Hacker News new | ask | show | jobs
by dwohnitmok 1544 days ago
> Persistent data structures exist and work very well but they still remain way slower than alternatives that don't support persistence.

Depending on your definition of "way" this is true. A lot of persistent vector-like structures can have quite good performance, but if your runtime is dominated by iteration and random updating, you will still get a speed up by using raw arrays, i.e. guaranteed contiguous blocks of memory.

> This is especially bad if you want the data structure to be shared across multiple threads. Just iterating over a tree now requires taking and releasing oodles of locks.

This is not. The whole point of immutable data structures and concurrency is that iterating over them does not require any locks because the structure won't change! So concurrent reads require absolutely no new code and certainly no locks. For concurrent writes, the usual strategy is a single CAS-like operation at the top-level to swap out the old immutable structure for a new one (e.g. Clojure atoms, Java AtomicReferences, Haskell IORefs, etc.). But that's a single thing for the whole structure, not every level.

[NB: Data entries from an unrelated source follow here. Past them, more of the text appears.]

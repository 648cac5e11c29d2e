use chrono::{DateTime, NaiveDate, Utc};
use serde::{Deserialize, Serialize};
use utoipa::{IntoParams, ToSchema};

/// Code/description reference (nationality, marital status, gender,
/// educational level)
#[derive(Debug, Clone, PartialEq, Eq, Serialize, Deserialize, sqlx::FromRow, ToSchema)]
pub struct Reference {
    pub id: i64,
    pub code: String,
    pub description: String,
}

#[derive(Debug, Clone, PartialEq, Eq, Serialize, Deserialize, sqlx::FromRow, ToSchema)]
pub struct CostCenter {
    pub id: i64,
    pub code: String,
    pub name: String,
    pub classification: Option<String>,
}

#[derive(Debug, Clone, PartialEq, Eq, Serialize, Deserialize, sqlx::FromRow, ToSchema)]
pub struct Role {
    pub id: i64,
    pub code: String,
    pub name: String,
}

/// Code/description reference tables.
#[derive(Debug, Clone, Copy, PartialEq, Eq)]
pub enum ReferenceTable {
    Nationality,
    MaritalStatus,
    Gender,
    EducationalLevel,
}

impl ReferenceTable {
    pub fn table(&self) -> &'static str {
        match self {
            ReferenceTable::Nationality => "nationalities",
            ReferenceTable::MaritalStatus => "marital_statuses",
            ReferenceTable::Gender => "genders",
            ReferenceTable::EducationalLevel => "educational_levels",
        }
    }
}

#[derive(Debug, Clone, Serialize, ToSchema)]
#[serde(rename_all = "camelCase")]
pub struct Employee {
    pub id: i64,
    pub code: String,
    pub full_name: String,
    pub taxpayer_identification: String,
    pub national_identification: Option<String>,
    pub job_position: Option<String>,
    pub status: String,
    pub address: Option<String>,
    pub cell_phone: Option<String>,
    pub email: Option<String>,
    pub birthday: Option<NaiveDate>,
    pub manager: Option<String>,
    pub admission_date: Option<NaiveDate>,
    pub registration: Option<String>,
    pub legal_person: bool,
    pub employer_name: Option<String>,
    pub employer_address: Option<String>,
    pub employer_number: Option<String>,
    pub employer_contract_object: Option<String>,
    pub employer_contract_date: Option<NaiveDate>,
    pub employer_end_contract_date: Option<NaiveDate>,
    pub role: Option<Role>,
    pub nationality: Option<Reference>,
    pub marital_status: Option<Reference>,
    pub gender: Option<Reference>,
    pub educational_level: Option<Reference>,
    pub created_at: DateTime<Utc>,
    pub updated_at: DateTime<Utc>,
}

/// Employee summary embedded in other resources
#[derive(Debug, Clone, PartialEq, Eq, Serialize, Deserialize, sqlx::FromRow, ToSchema)]
#[serde(rename_all = "camelCase")]
pub struct EmployeeShort {
    pub id: i64,
    pub code: String,
    pub full_name: String,
    pub registration: Option<String>,
}

/// Employee option for pickers
#[derive(Debug, Clone, Serialize, sqlx::FromRow, ToSchema)]
#[serde(rename_all = "camelCase")]
pub struct EmployeeSelect {
    pub id: i64,
    pub code: String,
    pub full_name: String,
    pub taxpayer_identification: String,
}

#[derive(Debug, Clone, Default, Deserialize, ToSchema)]
#[serde(rename_all = "camelCase")]
pub struct NewEmployee {
    pub code: String,
    pub full_name: String,
    pub taxpayer_identification: String,
    pub national_identification: Option<String>,
    pub job_position: Option<String>,
    pub address: Option<String>,
    pub cell_phone: Option<String>,
    pub email: Option<String>,
    pub birthday: Option<NaiveDate>,
    pub manager: Option<String>,
    pub admission_date: Option<NaiveDate>,
    pub role_id: Option<i64>,
    pub nationality_id: Option<i64>,
    pub marital_status_id: Option<i64>,
    pub gender_id: Option<i64>,
    pub educational_level_id: Option<i64>,
    pub employer_name: Option<String>,
    pub employer_address: Option<String>,
    pub employer_number: Option<String>,
    pub employer_contract_object: Option<String>,
    pub employer_contract_date: Option<NaiveDate>,
    pub employer_end_contract_date: Option<NaiveDate>,
}

#[derive(Debug, Clone, Default, Deserialize, ToSchema)]
#[serde(rename_all = "camelCase")]
pub struct UpdateEmployee {
    pub full_name: Option<String>,
    pub national_identification: Option<String>,
    pub job_position: Option<String>,
    pub status: Option<String>,
    pub address: Option<String>,
    pub cell_phone: Option<String>,
    pub email: Option<String>,
    pub birthday: Option<NaiveDate>,
    pub manager: Option<String>,
    pub admission_date: Option<NaiveDate>,
    pub role_id: Option<i64>,
    pub nationality_id: Option<i64>,
    pub marital_status_id: Option<i64>,
    pub gender_id: Option<i64>,
    pub educational_level_id: Option<i64>,
    pub employer_name: Option<String>,
    pub employer_address: Option<String>,
    pub employer_number: Option<String>,
    pub employer_contract_object: Option<String>,
    pub employer_contract_date: Option<NaiveDate>,
    pub employer_end_contract_date: Option<NaiveDate>,
}

#[derive(Debug, Default, Deserialize, IntoParams)]
#[serde(rename_all = "camelCase")]
pub struct EmployeeFilter {
    /// Matches code, name, taxpayer id, email or registration
    pub search: Option<String>,
    pub code: Option<String>,
    pub full_name: Option<String>,
    pub taxpayer_identification: Option<String>,
    pub status: Option<String>,
    pub legal_person: Option<bool>,
    pub birthday_gte: Option<NaiveDate>,
    pub birthday_lte: Option<NaiveDate>,
    pub admission_date_gte: Option<NaiveDate>,
    pub admission_date_lte: Option<NaiveDate>,
}

#[derive(Debug, Default, Deserialize, IntoParams)]
pub struct EmployeeSelectParams {
    /// Comma separated ids to restrict the list to
    pub ids: Option<String>,
    pub search: Option<String>,
}

/// Parse a comma separated id list, ignoring invalid entries.
pub fn parse_ids(ids: Option<&str>) -> Vec<i64> {
    ids.unwrap_or_default()
        .split(',')
        .filter_map(|id| id.trim().parse().ok())
        .collect()
}

#[cfg(test)]
mod tests {
    use super::*;

    #[test]
    fn test_parse_ids() {
        assert_eq!(parse_ids(Some("1, 2,x,3")), vec![1, 2, 3]);
        assert!(parse_ids(Some("")).is_empty());
        assert!(parse_ids(None).is_empty());
    }
}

In general concurrent update in the functional programming world is handled by CAS not locks.

1 comments

CAS still has a lock in actual memory.
Not necessarily. Depends on the underlying hardware implementation (with different answers for e.g. x86 vs ARM) since software CAS usually is implemented as a single CPU instruction.

This is also stretching the definition of "lock" quite a bit because usually CAS is used to implement lock-free and wait-free concurrency.

But regardless at most, even in hardware, it's a single top-level lock, and sometimes not even that. Not one along every level of a data structure.